AIグラスやフライングカーにとどまらず、展示会では追加のブレークスルーとなる消費者テクノロジーも紹介された。浙江富宝智能技術は、健康とウェルネス向けの第5世代「Xiaobao」AIコンパニオンロボットを発表した。Aoshengは、高度なAIバイオセンサーを統合したフラッグシップのマッサージ製品を提示し、Qunhe Technologyは、住宅のリノベーション用途向けに実用化された中国初のAIロボットデザイナー「Xiaoku」をデビューさせた。
Q: AIグラスはARやVRヘッドセットのような他のウェアラブル技術と何が違うのですか?
AIグラスは、AR/VRデバイスのようなかさばる機器に比べて、日常的に装着するのに軽くて実用的だ。没入型の環境ではなく、音声インタラクション、翻訳、視覚認識に焦点を当てており、日常の消費者利用に適している。Omdiaの調査によれば、AIグラスは2025年に世界で870万台が出荷される見通しであり、ニアアイのウェアラブルカテゴリの中で最も商業的に実現可能な存在として登場していることを示している。
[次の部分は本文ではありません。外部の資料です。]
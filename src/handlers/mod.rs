// SPDX-License-Identifier: Apache-2.0
pub mod pull;
pub mod service;
// SPDX-License-Identifier: Apache-2.0
use std::io::Write;
use std::sync::Arc;
use clap::Args;
use crate::config::app::AppConfig;
use crate::driver::{ContentStore, ReferenceIndex};
use crate::error::cache::CacheError;
use crate::handlers::pull::PullHandler;
use crate::registry::client::RegistryClient;
use crate::registry::reference::Reference;

#[derive(Args, Debug)]
pub struct PullOptions {
    /// Reference to fetch, host/repository[:tag|@digest]
    pub reference: String,
}

impl PullOptions {

    /// Fetch the artifact into the cache and print the digest the reference is now bound to
    pub async fn run<W: Write>(&self, config: &AppConfig, store: Arc<dyn ContentStore>, index: Arc<dyn ReferenceIndex>, out: &mut W) -> Result<(), CacheError> {
        let reference = Reference::parse(&self.reference)?;

        let client = Arc::new(RegistryClient::new(config)?);
        let handler = PullHandler::new(client, store, index);
        let digest = handler.pull(&reference).await?;

        writeln!(out, "{} {}", reference, digest)?;
        Ok(())
    }
}
// SPDX-License-Identifier: Apache-2.0
use async_trait::async_trait;
use sqlx::SqlitePool;
use crate::config::app::AppConfig;
use crate::db::db_references::DBReferences;
use crate::db::pool::DBPool;
use crate::driver::ReferenceIndex;
use crate::error::cache::CacheError;
use crate::models::reference_record::ReferenceRecord;
use crate::registry::digest::Digest;

/// Reference index persisted in SQLite
pub struct ReferenceService {
    pool: SqlitePool
}

impl ReferenceService {
    pub async fn new(app_config: &AppConfig) -> Result<ReferenceService, CacheError> {
        Ok(ReferenceService {
            pool: DBPool::from_config(&app_config.db, &app_config.db_uri()).await?,
        })
    }

    #[cfg(test)]
    pub fn with_pool(pool: SqlitePool) -> ReferenceService {
        ReferenceService { pool }
    }
}

#[async_trait]
impl ReferenceIndex for ReferenceService {

    /// Get the root digest from a reference
    async fn resolve(&self, reference: &str) -> Result<Digest, CacheError> {
        match DBReferences::record_for_reference(&self.pool, reference).await? {
            Some(record) => Ok(record.digest),
            None => Err(CacheError::not_stored(reference)),
        }
    }

    /// Persists a link between a reference and a digest
    async fn bind(&self, record: ReferenceRecord) -> Result<(), CacheError> {
        DBReferences::upsert(&self.pool, &record).await?;
        tracing::debug!("Bound {} to {}", record.reference, record.digest);
        Ok(())
    }
}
Q: HuitianのGround Carrierフライングカーはいつ購入可能になりますか?
Huitianは2024年3月に5台の生産を完了しており、7,000件超の事前予約を集めている。同社は現在、商用生産の準備段階にあるが、特定の消費者向けローンチ日については公に発表されていない。モジュール式の設計により、地上車両は単独で稼働できる一方で、飛行ユニットは保管されたり、整備中であったりする。
Q: 技術が成熟しているのになぜAIグラスはまだ高価なのですか?
現在の価格は、初期市場でのポジショニングと、生産規模が限られていることを反映している。業界関係者は、サプライチェーン技術が成熟し、生産量が増えるにつれて価格が下がる見込みだと示しており、これは携帯電話の歴史的な推移と同様だ。加えて、処方眼鏡(度付きメガネ)との統合の難しさや、カスタムフィッティングが必要であることも、現在のコスト構造に影響している。